* [Exercise prompt]: Check every line of the entries for "DiscoveredFeed", and copy the lines that hold it.
[[ Input material open ]]
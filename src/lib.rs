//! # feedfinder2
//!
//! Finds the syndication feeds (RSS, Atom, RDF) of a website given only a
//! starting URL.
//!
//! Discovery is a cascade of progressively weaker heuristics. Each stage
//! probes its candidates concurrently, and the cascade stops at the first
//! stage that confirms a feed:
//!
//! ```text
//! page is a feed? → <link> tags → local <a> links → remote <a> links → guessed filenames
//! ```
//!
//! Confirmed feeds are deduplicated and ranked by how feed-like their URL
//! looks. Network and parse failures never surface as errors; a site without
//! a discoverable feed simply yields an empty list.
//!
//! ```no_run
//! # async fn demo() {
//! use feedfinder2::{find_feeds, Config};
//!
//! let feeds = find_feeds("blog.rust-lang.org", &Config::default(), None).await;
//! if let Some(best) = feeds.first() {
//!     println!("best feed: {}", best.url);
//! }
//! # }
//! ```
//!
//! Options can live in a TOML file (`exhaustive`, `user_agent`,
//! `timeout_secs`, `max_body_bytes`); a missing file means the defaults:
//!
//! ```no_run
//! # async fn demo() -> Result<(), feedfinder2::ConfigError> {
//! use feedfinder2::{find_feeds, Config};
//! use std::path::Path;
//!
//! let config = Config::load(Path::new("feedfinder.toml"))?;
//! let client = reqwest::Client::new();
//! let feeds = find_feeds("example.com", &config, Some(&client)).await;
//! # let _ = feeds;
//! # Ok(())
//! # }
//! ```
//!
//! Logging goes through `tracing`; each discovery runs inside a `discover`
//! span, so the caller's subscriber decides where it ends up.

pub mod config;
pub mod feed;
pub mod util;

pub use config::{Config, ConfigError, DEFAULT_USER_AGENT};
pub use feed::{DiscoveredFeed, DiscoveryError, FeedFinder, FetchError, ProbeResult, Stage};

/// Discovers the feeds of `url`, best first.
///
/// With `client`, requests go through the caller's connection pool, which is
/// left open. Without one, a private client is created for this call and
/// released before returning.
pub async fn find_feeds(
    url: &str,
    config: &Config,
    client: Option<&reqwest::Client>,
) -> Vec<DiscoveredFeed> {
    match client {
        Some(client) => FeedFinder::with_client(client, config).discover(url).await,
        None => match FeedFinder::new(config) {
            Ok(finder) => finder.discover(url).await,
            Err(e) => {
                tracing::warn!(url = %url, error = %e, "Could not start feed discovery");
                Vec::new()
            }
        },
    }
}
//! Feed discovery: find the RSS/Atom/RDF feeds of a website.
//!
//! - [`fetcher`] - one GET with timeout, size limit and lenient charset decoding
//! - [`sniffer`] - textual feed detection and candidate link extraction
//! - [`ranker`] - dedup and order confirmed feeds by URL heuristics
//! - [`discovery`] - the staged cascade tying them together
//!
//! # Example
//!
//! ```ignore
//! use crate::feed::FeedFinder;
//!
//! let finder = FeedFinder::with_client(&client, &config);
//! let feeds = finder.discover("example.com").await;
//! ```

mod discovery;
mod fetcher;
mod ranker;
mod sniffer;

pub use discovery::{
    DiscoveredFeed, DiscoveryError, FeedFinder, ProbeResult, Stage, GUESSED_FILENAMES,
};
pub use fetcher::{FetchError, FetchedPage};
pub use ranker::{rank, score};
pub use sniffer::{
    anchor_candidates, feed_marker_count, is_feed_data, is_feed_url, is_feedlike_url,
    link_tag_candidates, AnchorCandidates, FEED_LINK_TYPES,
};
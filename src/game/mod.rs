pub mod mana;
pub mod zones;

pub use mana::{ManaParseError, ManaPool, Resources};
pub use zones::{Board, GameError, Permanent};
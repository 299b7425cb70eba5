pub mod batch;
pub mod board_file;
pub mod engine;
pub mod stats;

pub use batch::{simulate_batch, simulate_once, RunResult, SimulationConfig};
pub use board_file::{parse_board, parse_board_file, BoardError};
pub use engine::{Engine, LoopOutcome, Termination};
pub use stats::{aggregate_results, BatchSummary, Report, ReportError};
[[ Input material closed ]]
* [Output of the task]:
pub use feed::{DiscoveredFeed, DiscoveryError, FeedFinder, FetchError, ProbeResult, Stage};
) -> Vec<DiscoveredFeed> {
    DiscoveredFeed, DiscoveryError, FeedFinder, ProbeResult, Stage, GUESSED_FILENAMES,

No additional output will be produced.